1. Why you should work from home more often

    Posted July 28, 2008 in work  |  No Comments so far

    I’m lucky to have an employer with a sensible telecommuting policy – all of our staff are entitled to spend one day per week working from home.

    If this isn’t something your company does, this column from the Economist provides a useful summary of the reasons why they should.

    The benefits of telecommuting are realised in the following areas:

    • Personal productivity – the telecommuter gains on average two hours of time normally lost to the commute
    • Environmental impact – avoiding the commute means a drop in personal CO2 emissions; if enough people did this, the global drop in energy consumption could be huge
    • Business benefits – it’s increasingly recognised that working from home can lead to productivity gains and cost reductions for the business; see the link above for a discussion of these.

    However, it’s going to take some time for working from home to break into the mainstream. Working practises will need to change quite fundamentally in order for less technology-centric workplaces to move to a telecommuting model. But companies should start to move in this direction sooner rather than later.


  2. Word clouds and silver linings

    Posted July 14, 2008 in projects, research  |  No Comments so far

    Recently I carried out some user testing on a late-beta website. At the end of each test session, participants were given a piece of paper listing over 100 adjectives – both positive and negative – and asked to tick the ones most applicable to the website they’d been using.

    As the week of testing came to a close, it was possible to flick through the responses and get a sense of what adjectives were the most popular. However, it was less easy to convey this to the client in summary form.

    Of the 100 options available, just over 30 had been chosen by at least one participant, meaning that rendering the results of the survey as a bar or pie chart would be at best inelegant and at worst unintelligible. And I couldn’t chop the least popular choices just to present a simple overview, as this would skew the data and paint an artificially positive picture of how the participants had responded to the site.

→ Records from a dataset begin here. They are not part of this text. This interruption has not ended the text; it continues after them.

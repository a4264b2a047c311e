// src/main.rs
// =============================================================================
// This is the entry point of our CLI application.
//
// What happens here:
// 1. Set up logging (RUST_LOG overrides the default "info")
// 2. Parse command-line arguments using clap
// 3. Dispatch to the crawl or rebuild handler
// 4. Exit with proper code (0 = done, 2 = fatal error)
//
// A crawl that dies part way is not lost: the checkpoint, seen-set and
// results CSV are all written as it goes, and the next `crawl` resumes.
// =============================================================================

// Module declarations - tells Rust about our other source files
mod cli;
mod config;
mod crawl;
mod directory;
mod error;
mod query;
mod record;
mod store;

use anyhow::{Context, Result};
use clap::Parser;
use cli::{Cli, Commands};
use config::{CrawlConfig, RunMode, StatePaths};
use crawl::{CrawlSession, RunSummary};
use directory::{HtmlRecordExtractor, HttpPageFetcher};
use store::{FingerprintStore, ResultSink};
use tracing_subscriber::{layer::SubscriberExt, util::SubscriberInitExt};

#[tokio::main]
async fn main() {
    tracing_subscriber::registry()
        .with(
            tracing_subscriber::EnvFilter::try_from_default_env()
                .unwrap_or_else(|_| "info".into()),
        )
        .with(tracing_subscriber::fmt::layer())
        .init();

    let exit_code = match run().await {
        Ok(code) => code,
        Err(e) => {
            tracing::error!("{:#}", e);
            2
        }
    };

    std::process::exit(exit_code);
}

async fn run() -> Result<i32> {
    let cli = Cli::parse();

    match cli.command {
        Commands::Crawl {
            reversed,
            state_dir,
            base_url,
            term_length,
            max_depth,
            page_timeout_secs,
            request_delay_ms,
            json,
        } => {
            let config = cli::crawl_config(
                reversed,
                state_dir,
                base_url,
                term_length,
                max_depth,
                page_timeout_secs,
                request_delay_ms,
            );
            handle_crawl(&config, json).await
        }
        Commands::Rebuild {
            reversed,
            state_dir,
        } => handle_rebuild(&StatePaths::for_mode(
            &state_dir,
            RunMode::from_reversed_flag(reversed),
        )),
    }
}

// Handles the 'crawl' subcommand
async fn handle_crawl(config: &CrawlConfig, json: bool) -> Result<i32> {
    let paths = config.paths();
    tracing::info!(
        mode = ?config.mode,
        results = %paths.results.display(),
        "starting crawl"
    );

    // Without a backend there is nothing to do; committed state stays as is
    let fetcher = HttpPageFetcher::connect(config)
        .await
        .context("could not start the directory backend")?;

    let mut session = CrawlSession::new(config, fetcher, HtmlRecordExtractor::new())
        .context("could not load crawl state")?;

    let summary = session.run().await.context("crawl aborted")?;

    print_summary(&summary, json)?;
    Ok(0)
}

// Handles the 'rebuild' subcommand
fn handle_rebuild(paths: &StatePaths) -> Result<i32> {
    println!("🔧 Rebuilding {} from {}", paths.seen.display(), paths.results.display());

    let sink = ResultSink::new(&paths.results);
    let seen = FingerprintStore::new(&paths.seen)
        .rebuild_from(&sink)
        .context("could not rebuild the seen-set")?;

    println!("✅ Seen-set now holds {} unique entries", seen.len());
    Ok(0)
}

fn print_summary(summary: &RunSummary, json: bool) -> Result<()> {
    if json {
        println!("{}", serde_json::to_string_pretty(summary)?);
        return Ok(());
    }

    println!();
    println!("📊 Summary ({}):", summary.mode);
    if let Some(from) = &summary.resumed_from {
        println!("   ⏩ Resumed from: {}", from);
    }
    println!("   🔤 Top-level terms: {}", summary.top_level_terms);
    println!("   🔍 Searches run: {}", summary.queries);
    println!("   📋 Entries seen: {}", summary.raw_entries);
    println!("   ✅ New entries saved: {}", summary.unique_entries);
    println!("   🌟 Total known entries: {}", summary.seen_total);
    if summary.depth_limited > 0 {
        println!(
            "   ⚠️  Searches still saturated at the depth limit: {}",
            summary.depth_limited
        );
    }
    Ok(())
}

    In the end I drew the results of the survey using a “word cloud” model. If you’ve used, well, the internet in the last couple of years you’ll have seen these (although the term itself may not be so familiar!). Each adjective that had been chosen at least once was displayed in the ‘cloud’, and its text size was determined by how many participants had chosen it. This meant that the most popular options stood out clearly and the less popular options, although less visible, were still legible if the diagram was studied closely.

    The resulting cloud met with a positive reception when presented to the client and helped to provide a quick and effective summary of the test sessions, especially useful for people in senior management who didn’t have time to go through the detailed analysis of the tests.

    Although I used Visio to create the cloud, there are a number of tools online that can be used to quickly generate word clouds of your own. Wordle, at http://www.wordle.com, is the one I’d most recommend.

    I’m not convinced that they’re always useful but you never know when you’ll end up in a situation where a word cloud might come in handy.